I view "supernatural" as ultimately saying "The laws of nature are such that they address at least certain individuals at the level of the Person, and cannot be reduced to a far lower level".

For example, the stars in astrology affect persons on high levels, such as their love, economic success, and so on; not on a lower level such as their molecules. The purpoted existenced of Heaven means that the "person" is transported to paradise, Providence that the world is guided by concern for the fate of humans, God's omnipotence that the person God has special rules that apply only to him (and not to his constituents), and so on.

With this understanding, consciousness is not in-itself supernatural. Even if you're a dualist, believing that spirit and matter are two substances (I don't), this isn't supernaturalism. It will only be supernaturalism is you think a person is not composed of more elementary mental/physical constituents which are themselves governed by laws that do not take the person into account.

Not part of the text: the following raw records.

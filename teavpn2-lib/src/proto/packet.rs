#![forbid(unsafe_code)]

use std::net::Ipv4Addr;

use bytes::Bytes;

use crate::error::ProtocolError;

use super::version::Version;

/// Wire capacity of the AUTH username buffer, including the NUL.
pub const USERNAME_CAP: usize = 64;

/// Wire capacity of the AUTH password buffer, including the NUL.
pub const PASSWORD_CAP: usize = 256;

/// Username and password as carried by an AUTH frame. Construction
/// rejects strings that would not fit their fixed NUL-terminated
/// buffers.
#[derive(Debug, Clone, PartialEq, Eq)]
pub struct Credentials {
    username: String,
    password: String,
}

impl Credentials {
    pub fn new(username: &str, password: &str) -> Result<Self, ProtocolError> {
        if username.len() >= USERNAME_CAP || password.len() >= PASSWORD_CAP {
            return Err(ProtocolError::FieldTooLong);
        }
        // An embedded NUL would silently truncate on the wire.
        if username.contains('\0') || password.contains('\0') {
            return Err(ProtocolError::FieldTooLong);
        }
        Ok(Self {
            username: username.to_owned(),
            password: password.to_owned(),
        })
    }

    pub fn username(&self) -> &str {
        &self.username
    }

    pub fn password(&self) -> &str {
        &self.password
    }
}

/// Tunnel interface parameters assigned by the server, delivered in
/// AUTH_OK. The client applies these to its local device.
#[derive(Debug, Clone, Copy, PartialEq, Eq)]
pub struct IfInfo {
    pub ipv4: Ipv4Addr,
    pub netmask: Ipv4Addr,
    pub gateway: Ipv4Addr,
    pub mtu: u16,
}

/// Server HANDSHAKE body: the encryption flag and the advertised
/// current/minimum/maximum versions.
#[derive(Debug, Clone, Copy, PartialEq, Eq)]
pub struct ServerHandshake {
    pub need_encryption: bool,
    pub cur: Version,
    pub min: Option<Version>,
    pub max: Option<Version>,
}

impl ServerHandshake {
    pub fn advertise(cur: Version, min: Option<Version>, max: Option<Version>) -> Self {
        Self {
            // Plumbed but always zero until a transform is added.
            need_encryption: false,
            cur,
            min,
            max,
        }
    }

    /// A peer is accepted when its version lies within the advertised
    /// bounds; with no bounds advertised, the majors must match.
    pub fn accepts(&self, peer: &Version) -> bool {
        match (self.min, self.max) {
            (None, None) => peer.major == self.cur.major,
            (min, max) => {
                min.is_none_or(|lo| peer.triple() >= lo.triple())
                    && max.is_none_or(|hi| peer.triple() <= hi.triple())
            }
        }
    }
}

/// Frames sent client to server.
#[derive(Debug, Clone, PartialEq, Eq)]
pub enum ClientPacket {
    Nop,
    Handshake(Version),
    Auth(Credentials),
    IfaceData(Bytes),
    Reqsync,
    Close,
}

impl ClientPacket {
    pub(crate) fn type_byte(&self) -> u8 {
        match self {
            Self::Nop => 0,
            Self::Handshake(_) => 1,
            Self::Auth(_) => 2,
            Self::IfaceData(_) => 4,
            Self::Reqsync => 8,
            Self::Close => 16,
        }
    }

    pub fn kind(&self) -> &'static str {
        match self {
            Self::Nop => "NOP",
            Self::Handshake(_) => "HANDSHAKE",
            Self::Auth(_) => "AUTH",
            Self::IfaceData(_) => "IFACE_DATA",
            Self::Reqsync => "REQSYNC",
            Self::Close => "CLOSE",
        }
    }
}

/// Frames sent server to client.
#[derive(Debug, Clone, PartialEq, Eq)]
pub enum ServerPacket {
    Nop,
    Handshake(ServerHandshake),
    AuthOk(IfInfo),
    AuthReject,
    IfaceData(Bytes),
    Reqsync,
    Close,
}

impl ServerPacket {
    pub(crate) fn type_byte(&self) -> u8 {
        match self {
            Self::Nop => 0,
            Self::Handshake(_) => 1,
            Self::AuthOk(_) => 2,
            Self::AuthReject => 4,
            Self::IfaceData(_) => 8,
            Self::Reqsync => 16,
            Self::Close => 32,
        }
    }

    pub fn kind(&self) -> &'static str {
        match self {
            Self::Nop => "NOP",
            Self::Handshake(_) => "HANDSHAKE",
            Self::AuthOk(_) => "AUTH_OK",
            Self::AuthReject => "AUTH_REJECT",
            Self::IfaceData(_) => "IFACE_DATA",
            Self::Reqsync => "REQSYNC",
            Self::Close => "CLOSE",
        }
    }
}
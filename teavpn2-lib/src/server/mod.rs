#![forbid(unsafe_code)]

//! Server lifecycle: fixed init order, signal wiring, engine dispatch
//! by socket type, and the interlocked teardown.

mod flow;
pub mod tcp;
pub mod udp;

use std::sync::atomic::{AtomicBool, AtomicU32, Ordering};
use std::sync::Arc;

use bytes::Bytes;
use tokio::sync::watch;
use tracing::{debug, info, warn};

use crate::auth::StaticAuth;
use crate::config::{ServerConfig, SockType};
use crate::engine::{self, OnlineTasks, TeardownReport};
use crate::error::Result;
use crate::proto::MAX_PAYLOAD;
use crate::session::SessionTable;
use crate::signal;
use crate::tun::{self, TunDevice};

/// Consecutive slot-exhaustion rejections before emergency mode
/// engages and per-peer noise is demoted to debug.
const EMERGENCY_AFTER: u32 = 16;

pub(crate) struct SrvState {
    pub(crate) cfg: ServerConfig,
    pub(crate) table: SessionTable,
    pub(crate) auth: StaticAuth,
    pub(crate) tun: TunDevice,
    pub(crate) stop: watch::Sender<bool>,
    in_emergency: AtomicBool,
    full_streak: AtomicU32,
}

impl SrvState {
    pub(crate) fn new(cfg: ServerConfig, tun: TunDevice, stop: watch::Sender<bool>) -> Self {
        let table = SessionTable::new(cfg.sock.max_conn, engine::DEFAULT_QUEUE_CAP);
        let auth = StaticAuth::from_config(&cfg);
        Self {
            cfg,
            table,
            auth,
            tun,
            stop,
            in_emergency: AtomicBool::new(false),
            full_streak: AtomicU32::new(0),
        }
    }

    pub(crate) fn in_emergency(&self) -> bool {
        self.in_emergency.load(Ordering::Acquire)
    }

    /// Record one slot-exhaustion rejection. Returns whether emergency
    /// mode is active.
    pub(crate) fn note_full(&self) -> bool {
        let streak = self.full_streak.fetch_add(1, Ordering::AcqRel) + 1;
        if streak >= EMERGENCY_AFTER && !self.in_emergency.swap(true, Ordering::AcqRel) {
            tracing::warn!(streak, "slot exhaustion persists, entering emergency mode");
        }
        self.in_emergency()
    }

    /// Record a successful allocation, clearing any emergency.
    pub(crate) fn note_slot_ok(&self) {
        self.full_streak.store(0, Ordering::Release);
        if self.in_emergency.swap(false, Ordering::AcqRel) {
            info!("slot pressure cleared, leaving emergency mode");
        }
    }

    /// Fatal internal error: request an orderly shutdown.
    pub(crate) fn request_stop(&self) {
        self.stop.send_replace(true);
    }
}

/// Run the server with signal handling wired up. Returns once a
/// terminating signal or a fatal error stopped the engine.
pub async fn serve(cfg: ServerConfig, tun: TunDevice) -> Result<TeardownReport> {
    let (stop_tx, stop_rx) = watch::channel(false);
    signal::register(stop_tx);
    signal::spawn_watcher();
    let ret = run(cfg, tun, stop_rx).await;
    signal::deregister();
    ret
}

/// Run the server until `stop` flips. The tunnel device must already
/// exist; creating it is the caller's business.
pub async fn run(
    cfg: ServerConfig,
    tun: TunDevice,
    stop: watch::Receiver<bool>,
) -> Result<TeardownReport> {
    engine::select_event_loop(cfg.event_loop)?;
    match cfg.sock.sock_type {
        SockType::Tcp => tcp::run(cfg, tun, stop).await,
        SockType::Udp => udp::run(cfg, tun, stop).await,
    }
}

pub(crate) fn worker_count(cfg: &ServerConfig) -> usize {
    cfg.workers
        .unwrap_or_else(|| {
            std::thread::available_parallelism()
                .map(usize::from)
                .unwrap_or(2)
        })
        .max(1)
}

/// Move frames from the tunnel device to the owning sessions' outbound
/// queues. Frames without an authenticated owner are dropped silently,
/// no ICMP is emitted.
pub(crate) async fn tun_pump(
    state: Arc<SrvState>,
    online: Arc<OnlineTasks>,
    mut stop: watch::Receiver<bool>,
) {
    let mut buf = vec![0u8; MAX_PAYLOAD];
    loop {
        let n = tokio::select! {
            res = state.tun.recv(&mut buf) => match res {
                Ok(n) => n,
                Err(e) => {
                    // Losing the device is fatal to the whole engine.
                    warn!(error = %e, "tun read failed, requesting shutdown");
                    state.request_stop();
                    break;
                }
            },
            _ = stop.changed() => break,
        };
        let Some(dst) = tun::ipv4_dst(&buf[..n]) else {
            continue;
        };
        if let Some(session) = state.table.by_ip(dst) {
            if session.push_frame(Bytes::copy_from_slice(&buf[..n])) {
                session.record_error();
                if !state.in_emergency() {
                    debug!(slot = session.slot(), %dst, "outbound queue full, dropped oldest");
                }
            }
        }
    }
    online.leave();
}

/// Mirror an external stop request into the engine's own channel, so
/// embedders and signals share one path with fatal internal errors.
pub(crate) fn forward_stop(mut external: watch::Receiver<bool>, internal: watch::Sender<bool>) {
    tokio::spawn(async move {
        let mut engine_down = internal.subscribe();
        loop {
            if *external.borrow() {
                internal.send_replace(true);
                return;
            }
            tokio::select! {
                changed = external.changed() => {
                    if changed.is_err() {
                        return;
                    }
                }
                _ = engine_down.changed() => return,
            }
        }
    });
}
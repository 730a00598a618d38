use std::net::{Ipv4Addr, SocketAddr};

use serde::Deserialize;

use super::types::{default_err_threshold, EventLoop, IfaceConfig, TimeoutConfig};

/// Server configuration
#[derive(Debug, Deserialize, Clone)]
pub struct ServerConfig {
    /// Event-loop shape
    /// Default: "epoll"
    #[serde(default)]
    pub event_loop: EventLoop,
    /// Worker count; derived from the online CPU count when unset
    #[serde(default)]
    pub workers: Option<usize>,
    /// Consecutive errors before a session is closed
    /// Default: 5
    #[serde(default = "default_err_threshold")]
    pub err_threshold: u8,
    pub sock: ServerSockConfig,
    pub iface: IfaceConfig,
    #[serde(default)]
    pub timeout: TimeoutConfig,
    /// Accounts allowed to authenticate, each with its assigned
    /// virtual address
    pub users: Vec<UserConfig>,
}

/// Server socket configuration
#[derive(Debug, Deserialize, Clone)]
pub struct ServerSockConfig {
    /// Transport: "tcp" or "udp"
    #[serde(rename = "type")]
    pub sock_type: super::types::SockType,
    /// Address and port to listen on
    /// Example: "0.0.0.0:55555"
    pub listen: SocketAddr,
    /// Listen backlog (TCP only)
    /// Default: 128
    #[serde(default = "default_backlog")]
    pub backlog: u32,
    /// Maximum concurrent sessions
    /// Default: 32
    #[serde(default = "default_max_conn")]
    pub max_conn: u16,
}

/// One VPN account
#[derive(Debug, Deserialize, Clone)]
pub struct UserConfig {
    pub username: String,
    pub password: String,
    /// Virtual address handed to this user in AUTH_OK
    pub ipv4: Ipv4Addr,
}

fn default_backlog() -> u32 {
    128
}

fn default_max_conn() -> u16 {
    32
}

I personally believe that consciousness, in the sense of being-aware-of-X, is omnipresent in the universe, accompanying every physical interaction. But this does not mean that things are supernatural. The fundamental rules do revolve around awareness-of (simply because consciousness is ubiquitous so any rule could be cast in these terms), but not around qualities of a Person (such as his will, memories, moral significance, economic success, and so on). Therefore there are no insubstantial minds (mind is matter), you cannot address the spirit of the tree (it has none; only its constituents are aware-of, and no part of it is aware-of- your speech, let alone comprehends it), you cannot bend spoons by your sheer willpower (but can will the spoon to bend and then bend it with your hand...), nothing breaks the laws of physics, and so on.

I don't expect you to follow my rather-esoteric views, but perhaps this will encourage you to realize that there isn't really anything supernatural about consciousness. Even if you see it as a different substance, this need not imply supernaturalism.